Your task is to output every record exactly as it is given.

═════ Material supplied ═════

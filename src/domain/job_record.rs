use std::collections::BTreeSet;
use std::sync::OnceLock;

use chrono::{DateTime, Utc};
use regex::Regex;
use serde::{Deserialize, Serialize};

use super::identity::{identity_key, normalize_company};

/// A normalized job posting as held by the result store
///
/// Salaries are expressed in thousands of USD.
#[derive(Debug, Clone, PartialEq, Eq, Serialize, Deserialize)]
pub struct JobRecord {
    pub id: String,
    pub company: String,
    pub title: String,
    pub location: String,
    pub department: String,
    pub salary_min: Option<i32>,
    pub salary_max: Option<i32>,
    pub skills: BTreeSet<String>,
    pub source_url: String,
    pub scraped_at: DateTime<Utc>,
}

impl JobRecord {
    /// Build a record with a server-assigned id derived from its identity key
    pub fn new(
        company: impl Into<String>,
        title: impl Into<String>,
        location: impl Into<String>,
        source_url: impl Into<String>,
        scraped_at: DateTime<Utc>,
    ) -> Self {
        let company = company.into().trim().to_string();
        let title = title.into().trim().to_string();
        let location = location.into().trim().to_string();
        let id = identity_key(&company, &title, &location)[..32].to_string();

        Self {
            id,
            company,
            title,
            location,
            department: String::new(),
            salary_min: None,
            salary_max: None,
            skills: BTreeSet::new(),
            source_url: source_url.into(),
            scraped_at,
        }
    }

    pub fn with_department(mut self, department: impl Into<String>) -> Self {
        self.department = department.into().trim().to_string();
        self
    }

    /// Set the salary range, swapping the bounds if they arrive inverted
    pub fn with_salary(mut self, min: Option<i32>, max: Option<i32>) -> Self {
        let (min, max) = match (min, max) {
            (Some(lo), Some(hi)) if lo > hi => (Some(hi), Some(lo)),
            other => other,
        };
        self.salary_min = min;
        self.salary_max = max;
        self
    }

    pub fn with_skills<I, S>(mut self, skills: I) -> Self
    where
        I: IntoIterator<Item = S>,
        S: AsRef<str>,
    {
        self.skills = skills
            .into_iter()
            .map(|s| s.as_ref().trim().to_string())
            .filter(|s| !s.is_empty())
            .collect();
        self
    }

    /// Registry key of the owning company
    pub fn company_key(&self) -> String {
        normalize_company(&self.company)
    }

    /// Uniqueness key enforced by the result store on import
    pub fn identity_key(&self) -> String {
        identity_key(&self.company, &self.title, &self.location)
    }

    pub fn has_salary(&self) -> bool {
        self.salary_min.is_some() || self.salary_max.is_some()
    }
}

fn salary_regex() -> &'static Regex {
    static SALARY_RE: OnceLock<Regex> = OnceLock::new();
    SALARY_RE.get_or_init(|| {
        Regex::new(r"(?i)\$?\s*(\d[\d,]*(?:\.\d+)?)\s*(k)?").expect("salary regex is valid")
    })
}

/// Parse a free-form salary string into a (min, max) range in thousands of USD
///
/// Accepts `"$150K - $200K"`, `"$180,000"`, `"150000-200000 USD"` and similar.
/// Plain numbers under 1000 are taken as already being in thousands.
pub fn parse_salary_range(raw: &str) -> (Option<i32>, Option<i32>) {
    let amounts: Vec<i32> = salary_regex()
        .captures_iter(raw)
        .filter_map(|caps| {
            let digits = caps.get(1)?.as_str().replace(',', "");
            let value: f64 = digits.parse().ok()?;
            let thousands = if caps.get(2).is_some() || value < 1000.0 {
                value
            } else {
                value / 1000.0
            };
            (thousands > 0.0).then(|| thousands.round() as i32)
        })
        .take(2)
        .collect();

    match amounts.as_slice() {
        [] => (None, None),
        [only] => (Some(*only), Some(*only)),
        [a, b, ..] => (Some(*a.min(b)), Some(*a.max(b))),
    }
}
use std::sync::Arc;

use tokio::runtime::Handle;
use tokio::sync::Semaphore;
use tokio::task::JoinHandle;
use tracing::{info, warn};

use super::ExtractionWorker;
use crate::domain::{RunOutcome, ScrapeRun};

/// Error recorded on runs that were registered while the pool was shutting down
pub const SHUTDOWN_ERROR: &str = "server shutting down";

/// Spawns extraction runs with semaphore-bounded concurrency
///
/// # Concurrency Model
/// - Each accepted run is spawned as its own task on the runtime captured at construction
/// - The task acquires a semaphore permit before doing any work
/// - At most `capacity` runs extract concurrently; the rest queue on the semaphore
/// - `drain` waits for every permit, then closes the semaphore so queued and
///   future runs are marked failed instead of executed
pub struct WorkerPool {
    worker: Arc<ExtractionWorker>,
    semaphore: Arc<Semaphore>,
    capacity: usize,
    runtime: Handle,
}

impl WorkerPool {
    /// Must be called from within a tokio runtime
    pub fn new(worker: Arc<ExtractionWorker>, capacity: usize) -> Self {
        let capacity = capacity.max(1);
        Self {
            worker,
            semaphore: Arc::new(Semaphore::new(capacity)),
            capacity,
            runtime: Handle::current(),
        }
    }

    /// Execute a run that was just marked active on its own task
    ///
    /// The task is detached from the caller: dropping the handle does not
    /// cancel the run, so awaiting it is optional.
    pub fn spawn(&self, run: ScrapeRun) -> JoinHandle<RunOutcome> {
        let worker = self.worker.clone();
        let semaphore = self.semaphore.clone();

        self.runtime.spawn(async move {
            match semaphore.acquire_owned().await {
                Ok(permit) => {
                    info!(company = %run.company_key, "Got worker permit");
                    let outcome = worker.run(&run).await;
                    drop(permit);
                    outcome
                }
                Err(_) => {
                    warn!(company = %run.company_key, "Worker pool closed, failing run");
                    let outcome = RunOutcome::Failed {
                        error: SHUTDOWN_ERROR.to_string(),
                    };
                    if let Some(run_id) = run.run_id {
                        worker.report(&run.company_key, run_id, outcome.clone()).await;
                    }
                    outcome
                }
            }
        })
    }

    /// Runs currently holding a permit
    pub fn in_flight(&self) -> usize {
        self.capacity - self.semaphore.available_permits()
    }

    /// Wait for in-flight runs to finish, then refuse new ones
    pub async fn drain(&self) {
        info!("Waiting for {} in-flight scrape runs to complete...", self.in_flight());
        match self.semaphore.acquire_many(self.capacity as u32).await {
            Ok(permits) => {
                self.semaphore.close();
                drop(permits);
                info!("All scrape runs finished");
            }
            Err(_) => warn!("Worker pool already closed"),
        }
    }
}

═════

Written solution:
filename src/domain/job_record.rs
use std::collections::BTreeSet;
use std::sync::OnceLock;

use chrono::{DateTime, Utc};
use regex::Regex;
use serde::{Deserialize, Serialize};

use super::identity::{identity_key, normalize_company};

/// A normalized job posting as held by the result store
///
/// Salaries are expressed in thousands of USD.
#[derive(Debug, Clone, PartialEq, Eq, Serialize, Deserialize)]
pub struct JobRecord {
    pub id: String,
    pub company: String,
    pub title: String,
    pub location: String,
    pub department: String,
    pub salary_min: Option<i32>,
    pub salary_max: Option<i32>,
    pub skills: BTreeSet<String>,
    pub source_url: String,
    pub scraped_at: DateTime<Utc>,
}

impl JobRecord {
    /// Build a record with a server-assigned id derived from its identity key
    pub fn new(
        company: impl Into<String>,
        title: impl Into<String>,
        location: impl Into<String>,
        source_url: impl Into<String>,
        scraped_at: DateTime<Utc>,
    ) -> Self {
        let company = company.into().trim().to_string();
        let title = title.into().trim().to_string();
        let location = location.into().trim().to_string();
        let id = identity_key(&company, &title, &location)[..32].to_string();

        Self {
            id,
            company,
            title,
            location,
            department: String::new(),
            salary_min: None,
            salary_max: None,
            skills: BTreeSet::new(),
            source_url: source_url.into(),
            scraped_at,
        }
    }

    pub fn with_department(mut self, department: impl Into<String>) -> Self {
        self.department = department.into().trim().to_string();
        self
    }

    /// Set the salary range, swapping the bounds if they arrive inverted
    pub fn with_salary(mut self, min: Option<i32>, max: Option<i32>) -> Self {
        let (min, max) = match (min, max) {
            (Some(lo), Some(hi)) if lo > hi => (Some(hi), Some(lo)),
            other => other,
        };
        self.salary_min = min;
        self.salary_max = max;
        self
    }

    pub fn with_skills<I, S>(mut self, skills: I) -> Self
    where
        I: IntoIterator<Item = S>,
        S: AsRef<str>,
    {
        self.skills = skills
            .into_iter()
            .map(|s| s.as_ref().trim().to_string())
            .filter(|s| !s.is_empty())
            .collect();
        self
    }

    /// Registry key of the owning company
    pub fn company_key(&self) -> String {
        normalize_company(&self.company)
    }

    /// Uniqueness key enforced by the result store on import
    pub fn identity_key(&self) -> String {
        identity_key(&self.company, &self.title, &self.location)
    }

    pub fn has_salary(&self) -> bool {
        self.salary_min.is_some() || self.salary_max.is_some()
    }
}

fn salary_regex() -> &'static Regex {
    static SALARY_RE: OnceLock<Regex> = OnceLock::new();
    SALARY_RE.get_or_init(|| {
        Regex::new(r"(?i)\$?\s*(\d[\d,]*(?:\.\d+)?)\s*(k)?").expect("salary regex is valid")
    })
}

/// Parse a free-form salary string into a (min, max) range in thousands of USD
///
/// Accepts `"$150K - $200K"`, `"$180,000"`, `"150000-200000 USD"` and similar.
/// Plain numbers under 1000 are taken as already being in thousands.
pub fn parse_salary_range(raw: &str) -> (Option<i32>, Option<i32>) {
    let amounts: Vec<i32> = salary_regex()
        .captures_iter(raw)
        .filter_map(|caps| {
            let digits = caps.get(1)?.as_str().replace(',', "");
            let value: f64 = digits.parse().ok()?;
            let thousands = if caps.get(2).is_some() || value < 1000.0 {
                value
            } else {
                value / 1000.0
            };
            (thousands > 0.0).then(|| thousands.round() as i32)
        })
        .take(2)
        .collect();

    match amounts.as_slice() {
        [] => (None, None),
        [only] => (Some(*only), Some(*only)),
        [a, b, ..] => (Some(*a.min(b)), Some(*a.max(b))),
    }
}
use std::sync::Arc;

use tokio::runtime::Handle;
use tokio::sync::Semaphore;
use tokio::task::JoinHandle;
use tracing::{info, warn};

use super::ExtractionWorker;
use crate::domain::{RunOutcome, ScrapeRun};

/// Error recorded on runs that were registered while the pool was shutting down
pub const SHUTDOWN_ERROR: &str = "server shutting down";

/// Spawns extraction runs with semaphore-bounded concurrency
///
/// # Concurrency Model
/// - Each accepted run is spawned as its own task on the runtime captured at construction
/// - The task acquires a semaphore permit before doing any work
/// - At most `capacity` runs extract concurrently; the rest queue on the semaphore
/// - `drain` waits for every permit, then closes the semaphore so queued and
///   future runs are marked failed instead of executed
pub struct WorkerPool {
    worker: Arc<ExtractionWorker>,
    semaphore: Arc<Semaphore>,
    capacity: usize,
    runtime: Handle,
}

impl WorkerPool {
    /// Must be called from within a tokio runtime
    pub fn new(worker: Arc<ExtractionWorker>, capacity: usize) -> Self {
        let capacity = capacity.max(1);
        Self {
            worker,
            semaphore: Arc::new(Semaphore::new(capacity)),
            capacity,
            runtime: Handle::current(),
        }
    }

    /// Execute a run that was just marked active on its own task
    ///
    /// The task is detached from the caller: dropping the handle does not
    /// cancel the run, so awaiting it is optional.
    pub fn spawn(&self, run: ScrapeRun) -> JoinHandle<RunOutcome> {
        let worker = self.worker.clone();
        let semaphore = self.semaphore.clone();

        self.runtime.spawn(async move {
            match semaphore.acquire_owned().await {
                Ok(permit) => {
                    info!(company = %run.company_key, "Got worker permit");
                    let outcome = worker.run(&run).await;
                    drop(permit);
                    outcome
                }
                Err(_) => {
                    warn!(company = %run.company_key, "Worker pool closed, failing run");
                    let outcome = RunOutcome::Failed {
                        error: SHUTDOWN_ERROR.to_string(),
                    };
                    if let Some(run_id) = run.run_id {
                        worker.report(&run.company_key, run_id, outcome.clone()).await;
                    }
                    outcome
                }
            }
        })
    }

    /// Runs currently holding a permit
    pub fn in_flight(&self) -> usize {
        self.capacity - self.semaphore.available_permits()
    }

    /// Wait for in-flight runs to finish, then refuse new ones
    pub async fn drain(&self) {
        info!("Waiting for {} in-flight scrape runs to complete...", self.in_flight());
        match self.semaphore.acquire_many(self.capacity as u32).await {
            Ok(permits) => {
                self.semaphore.close();
                drop(permits);
                info!("All scrape runs finished");
            }
            Err(_) => warn!("Worker pool already closed"),
        }
    }
}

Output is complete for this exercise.